Hillary descent into obscurity: She's trending to below fifty percent

Dick Morris

By Dick Morris

Published June 22, 2015

   Hillary descent into obscurity: She's trending to below fifty percent

While Hillary still has a big lead over the rest of the Democratic field, she is trending rapidly towards that dangerous territory -- below the vital 50% threshold. Given the weakness and lack of funding for her Democratic opposition, it is tremendously significant that about half of the party's primary voters in key early states do not vote for her.

In Iowa, the first contest, she has slipped from 60% on May 7 in the Quinnipiac poll to only 54% in the June 15th Morning Consult survey. That means, of course, that 46% of the likely Iowa caucus goers choose not to back her at this stage.

In New Hampshire, the drop is even greater. The Bloomberg/St. Anselm Poll of May 10th gave Hillary 62% of the vote among likely primary voters. But the June 15th Morning Consult poll has her down to 44% of the vote. In the Granite State, which powered her 2008 recovery from her Iowa defeat, 56% of the voters won't back her candidacy. Now that's very significant.

Even in South Carolina, where her support is anchored by a large black vote, she draws only 56% of the vote in the June 15th Morning Consult survey.

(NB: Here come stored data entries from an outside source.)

use bundler::{
    BundleConfig, BundlerError, IgnoreRules, NoIgnore, ProcessedFile, bundle_directory,
    bundle_file, bundle_stream,
};
use std::fs;
use std::path::Path;
use tempfile::TempDir;

fn write(root: &Path, name: &str, contents: &str) {
    let path = root.join(name);
    if let Some(parent) = path.parent() {
        fs::create_dir_all(parent).unwrap();
    }
    fs::write(path, contents).unwrap();
}

fn create_site() -> TempDir {
    let temp_dir = TempDir::new().unwrap();
    let root = temp_dir.path();
    write(
        root,
        "index.html",
        "<html>\n<!--#include(partials/head.html)-->\n<body></body>\n</html>\n",
    );
    write(
        root,
        "partials/head.html",
        "<head><!--#include(../css/site.css)--></head>",
    );
    write(root, "css/site.css", "body{}");
    write(root, "vendor/lib.js", "<!--#include(gone.js)-->");
    temp_dir
}

fn config() -> BundleConfig {
    BundleConfig::with_delimiters("<!--#include(", ")-->")
}

#[test]
fn test_bundle_site_file() {
    let site = create_site();
    let processed = bundle_file(&site.path().join("index.html"), Some("index.min.html"), &config()).unwrap();
    assert_eq!(
        fs::read_to_string(processed.new_path).unwrap(),
        "<html>\n<head>body{}</head>\n<body></body>\n</html>\n"
    );
}

#[test]
fn test_bundle_site_directory() {
    let site = create_site();
    let rules = IgnoreRules::new(site.path()).with_globs(["vendor"]).unwrap();

    let files = bundle_directory(site.path(), Some("dist"), &config(), &rules).unwrap();
    let outputs: Vec<_> = files
        .iter()
        .map(|f| f.new_path.strip_prefix(site.path()).unwrap().to_path_buf())
        .collect();
    assert_eq!(
        outputs,
        vec![
            Path::new("css/site-dist.css"),
            Path::new("index-dist.html"),
            Path::new("partials/head-dist.html"),
        ]
    );

    let json = serde_json::to_string(&files).unwrap();
    let parsed: Vec<ProcessedFile> = serde_json::from_str(&json).unwrap();
    assert_eq!(parsed, files);
}

#[test]
fn test_bundle_site_directory_without_ignore_fails() {
    let site = create_site();
    let err = bundle_directory(site.path(), Some("dist"), &config(), &NoIgnore).unwrap_err();
    assert!(matches!(err, BundlerError::MissingIncludedFile { .. }));
    assert!(!site.path().join("index-dist.html").exists());
}

#[test]
fn test_bundle_site_stream_keeping_delimiters() {
    let site = create_site();
    let mut config = config();
    config.keep_delims = true;

    let mut out = Vec::new();
    bundle_stream(
        &b"<!--#include(css/site.css)-->"[..],
        &mut out,
        site.path(),
        &config,
    )
    .unwrap();
    assert_eq!(String::from_utf8(out).unwrap(), "<!--#include(body{})-->");
}
use std::io;
use std::path::{Path, PathBuf};
use thiserror::Error;

/// Main error type for bundler operations
#[derive(Error, Debug)]
pub enum BundlerError {
    /// IO error when reading, writing or renaming files
    #[error("IO error: {0}")]
    Io(#[from] io::Error),

    /// IO error tied to a specific path
    #[error("IO error on {path}: {source}")]
    PathIo {
        path: PathBuf,
        #[source]
        source: io::Error,
    },

    /// Path expected to be a directory is not one (after symlink resolution)
    #[error("Not a directory: {path}")]
    NotADirectory { path: PathBuf },

    /// Broken, looping or otherwise unresolvable symbolic link
    #[error("Failed to resolve symlink {path}: {reason}")]
    SymlinkResolution { path: PathBuf, reason: String },

    /// Include directive not closed before a line break or end of input
    #[error("Unclosed include directive in {origin} at byte {position}")]
    UnclosedInclude { origin: PathBuf, position: usize },

    /// Included file does not exist or cannot be opened
    #[error("Cannot open included file {path}{}: {source}", format_chain(.chain))]
    MissingIncludedFile {
        path: PathBuf,
        chain: Vec<PathBuf>,
        #[source]
        source: io::Error,
    },

    /// An include chain revisits a file that is still being expanded
    #[error("Cyclic inclusion: {}", display_chain(.chain))]
    CyclicInclusion { chain: Vec<PathBuf> },

    /// Include nesting went past the configured ceiling
    #[error("Include depth limit of {limit} exceeded at {path}{}", format_chain(.chain))]
    IncludeDepthExceeded {
        path: PathBuf,
        limit: usize,
        chain: Vec<PathBuf>,
    },

    /// Include reference text that cannot name a file
    #[error("Invalid include reference in {origin} at byte {position}: {reference:?}")]
    InvalidReference {
        origin: PathBuf,
        position: usize,
        reference: String,
    },

    /// Regex compilation error
    #[error("Regex error: {0}")]
    Regex(#[from] regex::Error),

    /// Glob pattern compilation error
    #[error("Glob error: {0}")]
    Glob(#[from] globset::Error),

    /// Ignore file parsing error
    #[error("Ignore file error: {0}")]
    Ignore(#[from] ignore::Error),

    /// `WalkDir` error when traversing directories
    #[error("Directory traversal error: {0}")]
    WalkDir(#[from] walkdir::Error),

    /// JSON serialization error
    #[error("JSON error: {0}")]
    Json(#[from] serde_json::Error),
}

impl BundlerError {
    pub(crate) fn path_io(path: &Path, source: io::Error) -> Self {
        Self::PathIo {
            path: path.to_path_buf(),
            source,
        }
    }
}

pub type Result<T> = std::result::Result<T, BundlerError>;

fn display_chain(chain: &[PathBuf]) -> String {
    chain
        .iter()
        .map(|p| p.display().to_string())
        .collect::<Vec<_>>()
        .join(" -> ")
}

fn format_chain(chain: &[PathBuf]) -> String {
    if chain.is_empty() {
        String::new()
    } else {
        format!(" (included via {})", display_chain(chain))
    }
}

The votes of those opposed to Mrs. Clinton are clearly fungible. A voter who backs Senator Sanders or Vice President Biden could vote for any of the Democratic alternatives. And undecided voters have, in effect, decided not to vote for Hillary. As the debates loom, when Sanders and the others will showcase their candidacies, the erosion in Hillary's support will likely continue and even accelerate. Look for her to be under 50% in the post-debate polls, no matter how well she does.

At this point, there is a reasonable chance that she may not win Iowa or New Hampshire.

What happens then?

The Democratic Party will fly into a panic at the prospect of Bernie Sanders walking away with the nomination, just as they did in 2004 when fellow Vermonter Governor Howard Dean showed momentum in Iowa. The key Democratic operatives -- Kennedy and Clinton people -- hustled to John Kerry's side to head off the Dean offensive. John Edwards, the third candidate, was pushed off to the side. Dean cracked under the pressure.

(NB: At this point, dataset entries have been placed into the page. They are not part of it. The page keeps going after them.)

impl Downloader {
    /// Builds a downloader backed by an [`HttpTransferExecutor`] on the
    /// current Tokio runtime.
    ///
    /// # Errors
    ///
    /// Returns [`ConfigError`] if the configuration is invalid, no runtime is
    /// available, or the HTTP client or dispatcher thread cannot be started.
    pub fn new(config: DownloaderConfig) -> Result<Self, ConfigError> {
        config.validate()?;
        let executor = HttpTransferExecutor::new(config.executor_options())?;
        Self::with_executor(config, Arc::new(executor))
    }

    /// Builds a downloader on top of a caller-provided executor.
    ///
    /// Only the directory and progress strategy of `config` are used. The
    /// transfer settings (`parallelism`, `prefer_breakpoint`, `read_timeout`)
    /// belong to the executor, so they are ignored here. Requests that leave
    /// `prefer_breakpoint` unset fall back to
    /// [`TransferExecutor::prefer_breakpoint`].
    ///
    /// # Errors
    ///
    /// Returns [`ConfigError`] if the configuration is invalid or the
    /// dispatcher thread cannot be started.
    pub fn with_executor(
        config: DownloaderConfig,
        executor: Arc<dyn TransferExecutor>,
    ) -> Result<Self, ConfigError> {
        config.validate()?;
        let bus = NotificationBus::start().map_err(ConfigError::Dispatcher)?;
        debug!(root = %config.directory().display(), "creating downloader");
        Ok(Self {
            inner: Arc::new(Inner {
                directory: DownloadDirectory::new(config.directory()),
                executor,
                bus,
                default_strategy: config.progress_notify_strategy(),
                state: ReentrantMutex::new(RefCell::new(RegistryState::default())),
                next_attempt: AtomicU64::new(1),
            }),
        })
    }

    /// Starts (or joins) the download of `request.url()`.
    ///
    /// Returns true if a task now exists for the URL. Returns false when the
    /// request was rejected; the reason is published as an `Error` event.
    /// If the URL is being cancelled, the request is parked and started once
    /// the cancelled attempt has reported its terminal error.
    pub fn add_task(&self, request: DownloadRequest) -> bool {
        self.inner.add_task(request)
    }

    /// Requests cancellation of the active task for `url`. No-op for unknown URLs.
    pub fn cancel_task(&self, url: &str) {
        self.inner.cancel_task(url);
    }

    /// Returns true while a task for `url` is registered.
    #[must_use]
    pub fn has_task(&self, url: &str) -> bool {
        let guard = self.inner.state.lock();
        guard.borrow().active.contains_key(url)
    }

    /// Last non-terminal event of the active task for `url`.
    #[must_use]
    pub fn get_active_info(&self, url: &str) -> Option<DownloadInfo> {
        let guard = self.inner.state.lock();
        let task = guard.borrow().active.get(url).map(|entry| Arc::clone(&entry.task));
        task.and_then(|task| task.info())
    }

    /// Adds an observer for every event of every URL.
    pub fn register_callback(&self, callback: impl DownloadCallback + 'static) -> CallbackHandle {
        self.inner.bus.register(Arc::new(callback))
    }

    /// Removes an observer. Returns false if it was not registered.
    pub fn unregister_callback(&self, handle: CallbackHandle) -> bool {
        self.inner.bus.unregister(handle)
    }

    /// Downloads `request` and waits for its terminal event.
    ///
    /// Dropping the returned future stops waiting but leaves the download
    /// running.
    ///
    /// # Errors
    ///
    /// Returns the error carried by the terminal `Error` event.
    pub async fn download(&self, request: DownloadRequest) -> Result<PathBuf, Arc<DownloadError>> {
        self.run_to_completion(request, None).await
    }

    /// Like [`download`](Self::download), also forwarding every event of the
    /// URL to `observer` until the terminal one.
    ///
    /// # Errors
    ///
    /// Returns the error carried by the terminal `Error` event.
    pub async fn download_observed(
        &self,
        request: DownloadRequest,
        observer: impl DownloadCallback + 'static,
    ) -> Result<PathBuf, Arc<DownloadError>> {
        let observer: Arc<dyn DownloadCallback> = Arc::new(observer);
        self.run_to_completion(request, Some(observer)).await
    }

    #[instrument(skip(self, request, observer), fields(url = %request.url()))]
    async fn run_to_completion(
        &self,
        request: DownloadRequest,
        observer: Option<Arc<dyn DownloadCallback>>,
    ) -> Result<PathBuf, Arc<DownloadError>> {
        let url = request.url().to_string();
        let (sender, receiver) = oneshot::channel();
        let slot = Mutex::new(Some(sender));
        let watched = url.clone();

        let handle = self.register_callback(move |info: &DownloadInfo| {
            if info.url() != watched {
                return;
            }
            let mut slot = slot.lock();
            if slot.is_none() {
                return;
            }
            if let Some(observer) = &observer {
                observer.on_download_info(info);
            }
            let outcome = match info {
                DownloadInfo::Success { file, .. } => Ok(file.clone()),
                DownloadInfo::Error { error, .. } => Err(Arc::clone(error)),
                _ => return,
            };
            if let Some(sender) = slot.take() {
                let _ = sender.send(outcome);
            }
        });
        let _registration = Registration {
            downloader: self.clone(),
            handle,
        };

        self.add_task(request);
        match receiver.await {
            Ok(outcome) => outcome,
            Err(_) => Err(Arc::new(DownloadError::cancelled(url))),
        }
    }

    /// Streams events, optionally only those of `url_filter`.
    ///
    /// The observer is removed when the subscription is dropped.
    #[must_use]
    pub fn subscribe(&self, url_filter: Option<String>) -> InfoSubscription {
        let (sender, receiver) = mpsc::unbounded_channel();
        let handle = self.register_callback(move |info: &DownloadInfo| {
            if url_filter.as_deref().is_none_or(|url| url == info.url()) {
                let _ = sender.send(info.clone());
            }
        });
        InfoSubscription {
            receiver,
            _registration: Registration {
                downloader: self.clone(),
                handle,
            },
        }
    }

    /// Number of registered observers, including internal one-shot ones.
    #[must_use]
    pub fn observer_count(&self) -> usize {
        self.inner.bus.observer_count()
    }
}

But Sanders is less likely to crack. His national experience spans several decades. And Hillary has only a very limited capacity to recover. Her massive credibility problems have essentially taken away her ability to speak. She can say what she wants, but nobody believes her. Even when she takes issue positions, voters realize that she is flip flopping in the heat of the primary and will probably say something contrary next month.

So the search for a real alternative nominee in the party will intensify, driven not only by Hillary's downturn, but by the danger of Bernie Sanders as well.

Elizabeth Warren? Some other candidate? Biden? We'll see.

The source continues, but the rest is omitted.